- Information supplied -
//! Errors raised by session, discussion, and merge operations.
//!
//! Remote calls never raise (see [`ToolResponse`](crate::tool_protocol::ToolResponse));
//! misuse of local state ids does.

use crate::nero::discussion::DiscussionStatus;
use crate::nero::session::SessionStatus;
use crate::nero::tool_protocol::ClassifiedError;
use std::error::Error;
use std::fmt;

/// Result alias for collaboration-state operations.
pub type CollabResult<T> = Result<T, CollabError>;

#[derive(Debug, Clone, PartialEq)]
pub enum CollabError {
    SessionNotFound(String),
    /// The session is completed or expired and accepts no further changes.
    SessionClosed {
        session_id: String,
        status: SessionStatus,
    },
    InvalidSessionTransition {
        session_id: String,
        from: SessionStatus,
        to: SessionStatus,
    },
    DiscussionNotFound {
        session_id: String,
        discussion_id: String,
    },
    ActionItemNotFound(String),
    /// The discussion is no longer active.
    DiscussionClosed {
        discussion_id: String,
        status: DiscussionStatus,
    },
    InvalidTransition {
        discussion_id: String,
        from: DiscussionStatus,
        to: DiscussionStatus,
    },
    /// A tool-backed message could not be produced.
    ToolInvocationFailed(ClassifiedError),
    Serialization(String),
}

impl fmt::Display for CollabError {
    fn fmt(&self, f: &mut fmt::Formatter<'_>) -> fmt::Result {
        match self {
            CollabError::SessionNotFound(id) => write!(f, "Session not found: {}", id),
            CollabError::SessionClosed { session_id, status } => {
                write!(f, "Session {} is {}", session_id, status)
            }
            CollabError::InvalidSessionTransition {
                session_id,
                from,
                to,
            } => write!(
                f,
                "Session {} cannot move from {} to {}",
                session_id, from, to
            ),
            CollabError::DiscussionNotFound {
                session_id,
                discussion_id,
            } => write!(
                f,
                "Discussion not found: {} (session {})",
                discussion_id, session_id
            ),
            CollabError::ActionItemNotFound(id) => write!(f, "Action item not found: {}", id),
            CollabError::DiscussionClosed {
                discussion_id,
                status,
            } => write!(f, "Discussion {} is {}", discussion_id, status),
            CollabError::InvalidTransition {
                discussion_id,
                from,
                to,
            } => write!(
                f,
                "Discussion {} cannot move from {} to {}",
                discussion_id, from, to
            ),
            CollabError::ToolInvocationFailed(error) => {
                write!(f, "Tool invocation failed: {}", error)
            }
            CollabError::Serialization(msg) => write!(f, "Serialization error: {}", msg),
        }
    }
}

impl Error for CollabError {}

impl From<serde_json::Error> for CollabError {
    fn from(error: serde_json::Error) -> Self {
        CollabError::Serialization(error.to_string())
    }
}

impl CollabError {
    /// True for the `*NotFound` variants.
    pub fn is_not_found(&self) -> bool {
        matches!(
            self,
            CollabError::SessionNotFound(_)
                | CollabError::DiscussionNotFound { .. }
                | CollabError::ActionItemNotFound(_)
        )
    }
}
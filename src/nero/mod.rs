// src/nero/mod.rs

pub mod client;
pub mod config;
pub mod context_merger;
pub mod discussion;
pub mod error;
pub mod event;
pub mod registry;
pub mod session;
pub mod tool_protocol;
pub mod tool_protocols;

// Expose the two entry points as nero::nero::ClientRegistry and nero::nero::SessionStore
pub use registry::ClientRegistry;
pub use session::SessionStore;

==

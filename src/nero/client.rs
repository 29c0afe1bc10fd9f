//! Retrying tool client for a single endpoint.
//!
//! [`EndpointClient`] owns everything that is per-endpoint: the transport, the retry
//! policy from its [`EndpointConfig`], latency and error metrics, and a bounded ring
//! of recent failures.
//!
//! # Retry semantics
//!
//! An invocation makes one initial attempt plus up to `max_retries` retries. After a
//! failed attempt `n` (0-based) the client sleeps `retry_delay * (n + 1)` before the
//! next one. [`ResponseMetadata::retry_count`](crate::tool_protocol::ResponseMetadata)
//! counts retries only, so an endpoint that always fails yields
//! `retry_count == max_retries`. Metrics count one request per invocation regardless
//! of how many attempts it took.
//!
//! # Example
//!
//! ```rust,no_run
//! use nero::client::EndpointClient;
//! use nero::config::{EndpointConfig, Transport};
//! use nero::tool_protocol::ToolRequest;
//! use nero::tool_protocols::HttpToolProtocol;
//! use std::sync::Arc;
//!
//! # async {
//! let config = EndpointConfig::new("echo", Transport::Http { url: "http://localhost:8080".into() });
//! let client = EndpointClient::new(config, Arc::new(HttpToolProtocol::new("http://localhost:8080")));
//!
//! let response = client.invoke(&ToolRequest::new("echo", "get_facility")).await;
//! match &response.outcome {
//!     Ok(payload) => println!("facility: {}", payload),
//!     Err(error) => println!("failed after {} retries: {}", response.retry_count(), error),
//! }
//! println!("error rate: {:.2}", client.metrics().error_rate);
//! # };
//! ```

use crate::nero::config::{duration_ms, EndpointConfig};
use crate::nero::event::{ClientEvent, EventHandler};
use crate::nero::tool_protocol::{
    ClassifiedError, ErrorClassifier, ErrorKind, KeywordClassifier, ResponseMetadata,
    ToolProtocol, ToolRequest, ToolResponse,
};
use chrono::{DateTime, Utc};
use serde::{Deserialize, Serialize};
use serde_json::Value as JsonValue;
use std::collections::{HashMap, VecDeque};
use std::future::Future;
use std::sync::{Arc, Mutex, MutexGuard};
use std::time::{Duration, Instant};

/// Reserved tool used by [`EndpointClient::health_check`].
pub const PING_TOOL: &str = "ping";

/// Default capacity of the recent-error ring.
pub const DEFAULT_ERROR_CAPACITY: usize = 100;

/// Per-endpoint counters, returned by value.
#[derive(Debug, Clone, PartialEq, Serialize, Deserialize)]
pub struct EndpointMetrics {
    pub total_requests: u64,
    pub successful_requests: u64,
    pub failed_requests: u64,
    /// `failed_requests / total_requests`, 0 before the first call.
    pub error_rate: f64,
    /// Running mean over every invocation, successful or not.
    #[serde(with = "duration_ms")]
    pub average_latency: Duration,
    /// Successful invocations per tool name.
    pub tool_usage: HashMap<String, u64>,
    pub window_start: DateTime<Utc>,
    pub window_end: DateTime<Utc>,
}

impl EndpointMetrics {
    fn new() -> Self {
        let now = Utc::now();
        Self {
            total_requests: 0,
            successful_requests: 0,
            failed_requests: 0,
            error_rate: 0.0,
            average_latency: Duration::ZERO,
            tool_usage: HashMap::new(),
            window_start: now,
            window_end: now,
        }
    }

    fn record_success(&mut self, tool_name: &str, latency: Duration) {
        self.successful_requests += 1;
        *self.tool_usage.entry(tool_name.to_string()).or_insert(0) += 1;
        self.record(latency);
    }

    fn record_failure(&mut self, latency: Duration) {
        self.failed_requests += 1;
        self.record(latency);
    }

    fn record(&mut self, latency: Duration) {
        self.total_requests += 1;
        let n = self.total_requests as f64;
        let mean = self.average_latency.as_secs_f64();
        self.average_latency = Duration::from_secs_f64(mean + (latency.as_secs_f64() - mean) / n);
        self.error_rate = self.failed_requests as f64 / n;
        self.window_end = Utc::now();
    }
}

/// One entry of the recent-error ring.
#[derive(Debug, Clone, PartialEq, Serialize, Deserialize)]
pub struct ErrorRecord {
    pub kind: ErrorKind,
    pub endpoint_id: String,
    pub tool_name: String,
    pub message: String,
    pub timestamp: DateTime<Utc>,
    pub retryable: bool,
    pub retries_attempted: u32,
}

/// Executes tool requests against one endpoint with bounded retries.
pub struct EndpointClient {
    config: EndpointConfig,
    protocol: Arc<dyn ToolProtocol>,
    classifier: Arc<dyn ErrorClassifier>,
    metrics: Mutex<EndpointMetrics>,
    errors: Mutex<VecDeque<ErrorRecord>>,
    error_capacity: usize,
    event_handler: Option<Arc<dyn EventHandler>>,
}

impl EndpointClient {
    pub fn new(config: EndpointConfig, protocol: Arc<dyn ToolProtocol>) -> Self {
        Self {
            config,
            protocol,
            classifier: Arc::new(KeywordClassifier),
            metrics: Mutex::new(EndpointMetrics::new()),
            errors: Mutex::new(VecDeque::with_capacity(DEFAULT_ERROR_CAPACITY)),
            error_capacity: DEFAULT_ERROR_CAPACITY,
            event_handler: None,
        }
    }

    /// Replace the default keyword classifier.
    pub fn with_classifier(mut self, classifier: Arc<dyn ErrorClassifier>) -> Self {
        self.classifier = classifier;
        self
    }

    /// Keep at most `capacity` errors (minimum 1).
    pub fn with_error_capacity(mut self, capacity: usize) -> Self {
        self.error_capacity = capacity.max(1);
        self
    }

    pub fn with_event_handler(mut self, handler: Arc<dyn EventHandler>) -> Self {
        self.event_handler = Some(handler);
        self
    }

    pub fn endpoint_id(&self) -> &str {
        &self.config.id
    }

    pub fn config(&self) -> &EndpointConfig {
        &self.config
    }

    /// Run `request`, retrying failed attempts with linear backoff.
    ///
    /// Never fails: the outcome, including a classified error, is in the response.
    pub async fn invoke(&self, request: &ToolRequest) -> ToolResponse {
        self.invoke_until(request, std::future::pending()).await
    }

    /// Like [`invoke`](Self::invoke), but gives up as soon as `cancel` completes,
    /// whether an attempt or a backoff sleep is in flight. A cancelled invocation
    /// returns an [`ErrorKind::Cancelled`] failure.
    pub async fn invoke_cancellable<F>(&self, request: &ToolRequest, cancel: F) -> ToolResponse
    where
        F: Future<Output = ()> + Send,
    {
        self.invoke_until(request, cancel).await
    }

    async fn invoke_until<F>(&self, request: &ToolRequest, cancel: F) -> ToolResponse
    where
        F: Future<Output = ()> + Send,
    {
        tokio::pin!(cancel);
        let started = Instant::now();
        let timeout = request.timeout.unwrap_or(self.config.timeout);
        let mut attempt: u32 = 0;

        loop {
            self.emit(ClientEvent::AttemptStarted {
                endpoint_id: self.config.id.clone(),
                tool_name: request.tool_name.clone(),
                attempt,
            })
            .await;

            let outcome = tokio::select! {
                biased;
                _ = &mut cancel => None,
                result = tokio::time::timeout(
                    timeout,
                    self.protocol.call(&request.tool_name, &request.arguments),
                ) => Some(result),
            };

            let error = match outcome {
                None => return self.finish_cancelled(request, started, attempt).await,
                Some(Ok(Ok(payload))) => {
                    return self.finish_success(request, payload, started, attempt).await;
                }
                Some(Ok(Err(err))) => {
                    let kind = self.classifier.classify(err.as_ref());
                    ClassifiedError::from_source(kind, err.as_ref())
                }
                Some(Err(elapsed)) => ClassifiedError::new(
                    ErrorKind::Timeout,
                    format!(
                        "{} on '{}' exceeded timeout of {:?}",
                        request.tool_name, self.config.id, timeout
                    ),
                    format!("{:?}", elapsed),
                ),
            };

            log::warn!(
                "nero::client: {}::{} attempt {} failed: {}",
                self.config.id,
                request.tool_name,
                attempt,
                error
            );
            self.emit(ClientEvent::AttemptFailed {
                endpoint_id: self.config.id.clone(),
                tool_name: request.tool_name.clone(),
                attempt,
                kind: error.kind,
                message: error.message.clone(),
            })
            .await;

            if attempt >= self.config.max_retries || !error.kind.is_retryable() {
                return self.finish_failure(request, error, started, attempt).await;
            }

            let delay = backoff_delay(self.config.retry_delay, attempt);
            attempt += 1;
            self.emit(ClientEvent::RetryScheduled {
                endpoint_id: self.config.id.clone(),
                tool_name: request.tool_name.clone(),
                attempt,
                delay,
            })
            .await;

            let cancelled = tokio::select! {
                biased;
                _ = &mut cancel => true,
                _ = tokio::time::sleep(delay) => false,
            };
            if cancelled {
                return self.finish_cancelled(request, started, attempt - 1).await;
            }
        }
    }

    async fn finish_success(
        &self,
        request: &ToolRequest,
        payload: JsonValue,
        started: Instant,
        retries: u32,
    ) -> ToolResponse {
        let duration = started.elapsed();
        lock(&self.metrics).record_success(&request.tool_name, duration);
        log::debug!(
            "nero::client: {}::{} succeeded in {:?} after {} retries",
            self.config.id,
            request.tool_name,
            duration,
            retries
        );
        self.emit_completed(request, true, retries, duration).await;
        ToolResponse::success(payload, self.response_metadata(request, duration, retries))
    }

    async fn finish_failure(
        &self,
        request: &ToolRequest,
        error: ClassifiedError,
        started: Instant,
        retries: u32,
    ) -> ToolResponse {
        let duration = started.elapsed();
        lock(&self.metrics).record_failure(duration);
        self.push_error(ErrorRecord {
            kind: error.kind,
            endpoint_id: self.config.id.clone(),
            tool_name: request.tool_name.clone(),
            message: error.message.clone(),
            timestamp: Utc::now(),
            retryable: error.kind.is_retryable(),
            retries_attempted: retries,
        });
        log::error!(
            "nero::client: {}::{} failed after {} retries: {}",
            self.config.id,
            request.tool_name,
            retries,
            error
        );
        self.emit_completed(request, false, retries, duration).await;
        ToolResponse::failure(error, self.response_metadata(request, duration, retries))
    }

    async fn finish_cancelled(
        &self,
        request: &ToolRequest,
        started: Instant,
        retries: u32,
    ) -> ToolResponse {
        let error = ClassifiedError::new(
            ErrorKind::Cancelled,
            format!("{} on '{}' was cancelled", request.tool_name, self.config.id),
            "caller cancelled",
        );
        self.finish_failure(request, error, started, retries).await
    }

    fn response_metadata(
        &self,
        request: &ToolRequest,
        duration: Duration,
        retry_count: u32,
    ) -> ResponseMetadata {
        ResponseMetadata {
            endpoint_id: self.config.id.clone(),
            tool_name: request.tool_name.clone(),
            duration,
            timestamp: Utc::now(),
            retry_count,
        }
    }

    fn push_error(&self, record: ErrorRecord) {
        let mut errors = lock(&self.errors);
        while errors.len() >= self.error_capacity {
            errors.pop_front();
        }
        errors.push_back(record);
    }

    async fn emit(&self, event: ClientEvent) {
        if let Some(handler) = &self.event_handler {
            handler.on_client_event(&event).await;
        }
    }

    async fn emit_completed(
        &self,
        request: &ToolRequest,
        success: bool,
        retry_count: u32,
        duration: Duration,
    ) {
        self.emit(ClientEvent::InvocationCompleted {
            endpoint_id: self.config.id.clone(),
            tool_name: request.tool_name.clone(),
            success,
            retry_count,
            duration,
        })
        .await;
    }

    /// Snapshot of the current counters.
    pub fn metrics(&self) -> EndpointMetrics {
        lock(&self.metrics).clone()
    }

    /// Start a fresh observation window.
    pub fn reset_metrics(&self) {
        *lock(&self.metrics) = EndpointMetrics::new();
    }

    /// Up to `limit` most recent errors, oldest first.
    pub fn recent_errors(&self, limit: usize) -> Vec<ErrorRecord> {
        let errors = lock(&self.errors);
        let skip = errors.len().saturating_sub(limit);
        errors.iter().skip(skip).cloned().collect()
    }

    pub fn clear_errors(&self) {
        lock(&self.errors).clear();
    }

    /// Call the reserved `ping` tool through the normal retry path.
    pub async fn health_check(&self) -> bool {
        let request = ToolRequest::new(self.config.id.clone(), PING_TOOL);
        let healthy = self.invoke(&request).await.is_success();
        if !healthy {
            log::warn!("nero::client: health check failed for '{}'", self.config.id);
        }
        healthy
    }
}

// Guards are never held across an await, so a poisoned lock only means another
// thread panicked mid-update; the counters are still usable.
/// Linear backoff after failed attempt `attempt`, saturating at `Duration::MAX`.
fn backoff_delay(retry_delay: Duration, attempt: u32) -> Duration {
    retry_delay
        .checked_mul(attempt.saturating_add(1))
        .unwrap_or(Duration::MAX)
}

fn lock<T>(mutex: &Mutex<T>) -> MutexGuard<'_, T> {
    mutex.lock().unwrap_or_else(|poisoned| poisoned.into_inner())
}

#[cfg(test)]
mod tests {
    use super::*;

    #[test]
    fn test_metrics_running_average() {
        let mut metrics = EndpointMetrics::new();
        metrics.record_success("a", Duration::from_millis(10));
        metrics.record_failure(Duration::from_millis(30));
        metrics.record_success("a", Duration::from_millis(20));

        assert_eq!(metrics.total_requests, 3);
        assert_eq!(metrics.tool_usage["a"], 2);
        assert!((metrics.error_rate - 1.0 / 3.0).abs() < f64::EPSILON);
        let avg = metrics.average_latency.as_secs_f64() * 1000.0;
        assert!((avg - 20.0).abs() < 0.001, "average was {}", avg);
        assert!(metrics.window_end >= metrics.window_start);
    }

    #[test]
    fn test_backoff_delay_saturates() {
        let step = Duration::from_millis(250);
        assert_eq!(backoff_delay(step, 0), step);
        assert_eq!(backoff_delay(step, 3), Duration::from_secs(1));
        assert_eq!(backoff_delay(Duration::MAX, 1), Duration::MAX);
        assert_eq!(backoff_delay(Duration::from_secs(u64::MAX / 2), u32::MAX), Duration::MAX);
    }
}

- Task brief -
What is needed is every line of the records above that contains the word "cannot".

- Answer for this exercise -
                "Session {} cannot move from {} to {}",
                "Discussion {} cannot move from {} to {}",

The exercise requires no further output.